#### Task details
Every line of the data that contains the string "lookup" must be copied.

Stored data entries
↓↓↓

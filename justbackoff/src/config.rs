use crate::backoff::{Backoff, DEFAULT_FACTOR, DEFAULT_MAX_MS, DEFAULT_MIN_MS};
use crate::jitter::JitterSource;
use directories::ProjectDirs;
use serde::{Deserialize, Serialize};
use std::fs;
use std::io::Write;
use std::path::{Path, PathBuf};
use thiserror::Error;
use tracing::debug;

pub const ENV_MIN_MS: &str = "JUSTBACKOFF_MIN_MS";
pub const ENV_MAX_MS: &str = "JUSTBACKOFF_MAX_MS";
pub const ENV_FACTOR: &str = "JUSTBACKOFF_FACTOR";
pub const ENV_JITTER: &str = "JUSTBACKOFF_JITTER";

#[derive(Debug, Error)]
pub enum ConfigError {
    #[error("read config file {}", path.display())]
    Read {
        path: PathBuf,
        source: std::io::Error,
    },
    #[error("parse config yaml {}", path.display())]
    Parse {
        path: PathBuf,
        source: serde_yaml::Error,
    },
    #[error("invalid value {value:?} for {var}")]
    Env { var: &'static str, value: String },
    #[error("no config directory available on this platform")]
    NoConfigDir,
    #[error("write config file {}", path.display())]
    Write {
        path: PathBuf,
        source: std::io::Error,
    },
    #[error("serialize config")]
    Serialize(#[from] serde_yaml::Error),
}

/// Settings that look like mistakes. None of them stop a `Backoff` from
/// being built.
#[derive(Debug, Error, PartialEq)]
pub enum ConfigWarning {
    #[error("min_ms {min_ms} exceeds max_ms {max_ms}; every delay will be max_ms")]
    Inverted { min_ms: f64, max_ms: f64 },
    #[error("{field} is negative ({value})")]
    Negative { field: &'static str, value: f64 },
    #[error("factor {0} is below 1; delays shrink instead of growing")]
    ShrinkingFactor(f64),
}

/// Serializable `Backoff` parameters.
#[derive(Clone, Debug, PartialEq, Serialize, Deserialize)]
#[serde(default)]
pub struct BackoffConfig {
    pub min_ms: f64,
    pub max_ms: f64,
    pub factor: f64,
    pub jitter: bool,
}

impl Default for BackoffConfig {
    fn default() -> Self {
        Self {
            min_ms: DEFAULT_MIN_MS,
            max_ms: DEFAULT_MAX_MS,
            factor: DEFAULT_FACTOR,
            jitter: false,
        }
    }
}

impl BackoffConfig {
    /// Reads `path` when given, otherwise the per-user config file if one
    /// exists, otherwise defaults.
    pub fn load(path: Option<&Path>) -> Result<Self, ConfigError> {
        match path {
            Some(p) => Self::from_file(p),
            None => match Self::config_path() {
                Ok(p) if p.exists() => Self::from_file(&p),
                _ => Ok(Self::default()),
            },
        }
    }

    pub fn from_file(path: &Path) -> Result<Self, ConfigError> {
        let data = fs::read_to_string(path).map_err(|source| ConfigError::Read {
            path: path.to_path_buf(),
            source,
        })?;
        let cfg = Self::from_yaml(&data).map_err(|source| ConfigError::Parse {
            path: path.to_path_buf(),
            source,
        })?;
        debug!(path = %path.display(), "loaded backoff config");
        Ok(cfg)
    }

    pub fn from_yaml(data: &str) -> Result<Self, serde_yaml::Error> {
        // an empty document deserializes as unit, not as an empty map
        if data.trim().is_empty() {
            return Ok(Self::default());
        }
        serde_yaml::from_str(data)
    }

    pub fn save(&self, path: &Path) -> Result<(), ConfigError> {
        let write_err = |source: std::io::Error| ConfigError::Write {
            path: path.to_path_buf(),
            source,
        };
        if let Some(dir) = path.parent() {
            fs::create_dir_all(dir).map_err(write_err)?;
        }
        let data = serde_yaml::to_string(self)?;
        let mut f = fs::File::create(path).map_err(write_err)?;
        #[cfg(unix)]
        {
            use std::os::unix::fs::PermissionsExt;
            let mut perms = f.metadata().map_err(write_err)?.permissions();
            perms.set_mode(0o600);
            f.set_permissions(perms).map_err(write_err)?;
        }
        f.write_all(data.as_bytes()).map_err(write_err)?;
        Ok(())
    }

    pub fn config_path() -> Result<PathBuf, ConfigError> {
        let proj = ProjectDirs::from("", "", "justbackoff").ok_or(ConfigError::NoConfigDir)?;
        Ok(proj.config_dir().join("config.yaml"))
    }

    pub fn apply_env(&mut self) -> Result<(), ConfigError> {
        self.apply_vars(|name| std::env::var(name).ok())
    }

    /// Applies `JUSTBACKOFF_*` overrides looked up through `lookup`. Unset
    /// and empty variables are skipped.
    pub fn apply_vars<F>(&mut self, lookup: F) -> Result<(), ConfigError>
    where
        F: Fn(&str) -> Option<String>,
    {
        let get = |var: &'static str| lookup(var).filter(|v| !v.trim().is_empty()).map(|v| (var, v));

        if let Some((var, v)) = get(ENV_MIN_MS) {
            self.min_ms = parse_f64(var, &v)?;
        }
        if let Some((var, v)) = get(ENV_MAX_MS) {
            self.max_ms = parse_f64(var, &v)?;
        }
        if let Some((var, v)) = get(ENV_FACTOR) {
            self.factor = parse_f64(var, &v)?;
        }
        if let Some((var, v)) = get(ENV_JITTER) {
            self.jitter = parse_bool(var, &v)?;
        }
        debug!(config = ?self, "applied environment overrides");
        Ok(())
    }

    pub fn check(&self) -> Vec<ConfigWarning> {
        let mut out = Vec::new();
        if self.min_ms > self.max_ms {
            out.push(ConfigWarning::Inverted {
                min_ms: self.min_ms,
                max_ms: self.max_ms,
            });
        }
        for (field, value) in [("min_ms", self.min_ms), ("max_ms", self.max_ms), ("factor", self.factor)] {
            if value < 0.0 {
                out.push(ConfigWarning::Negative { field, value });
            }
        }
        if (0.0..1.0).contains(&self.factor) {
            out.push(ConfigWarning::ShrinkingFactor(self.factor));
        }
        out
    }

    pub fn build(&self) -> Backoff {
        Backoff::new(self.min_ms, self.max_ms, self.factor, self.jitter)
    }

    pub fn build_with_source<R: JitterSource>(&self, source: R) -> Backoff<R> {
        Backoff::with_source(self.min_ms, self.max_ms, self.factor, self.jitter, source)
    }
}

fn parse_f64(var: &'static str, value: &str) -> Result<f64, ConfigError> {
    value.trim().parse::<f64>().map_err(|_| ConfigError::Env {
        var,
        value: value.to_string(),
    })
}

fn parse_bool(var: &'static str, value: &str) -> Result<bool, ConfigError> {
    match value.trim().to_ascii_lowercase().as_str() {
        "1" | "true" | "yes" | "on" => Ok(true),
        "0" | "false" | "no" | "off" => Ok(false),
        _ => Err(ConfigError::Env {
            var,
            value: value.to_string(),
        }),
    }
}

↑↑↑

#### Written response
    /// Applies `JUSTBACKOFF_*` overrides looked up through `lookup`. Unset
    pub fn apply_vars<F>(&mut self, lookup: F) -> Result<(), ConfigError>
        let get = |var: &'static str| lookup(var).filter(|v| !v.trim().is_empty()).map(|v| (var, v));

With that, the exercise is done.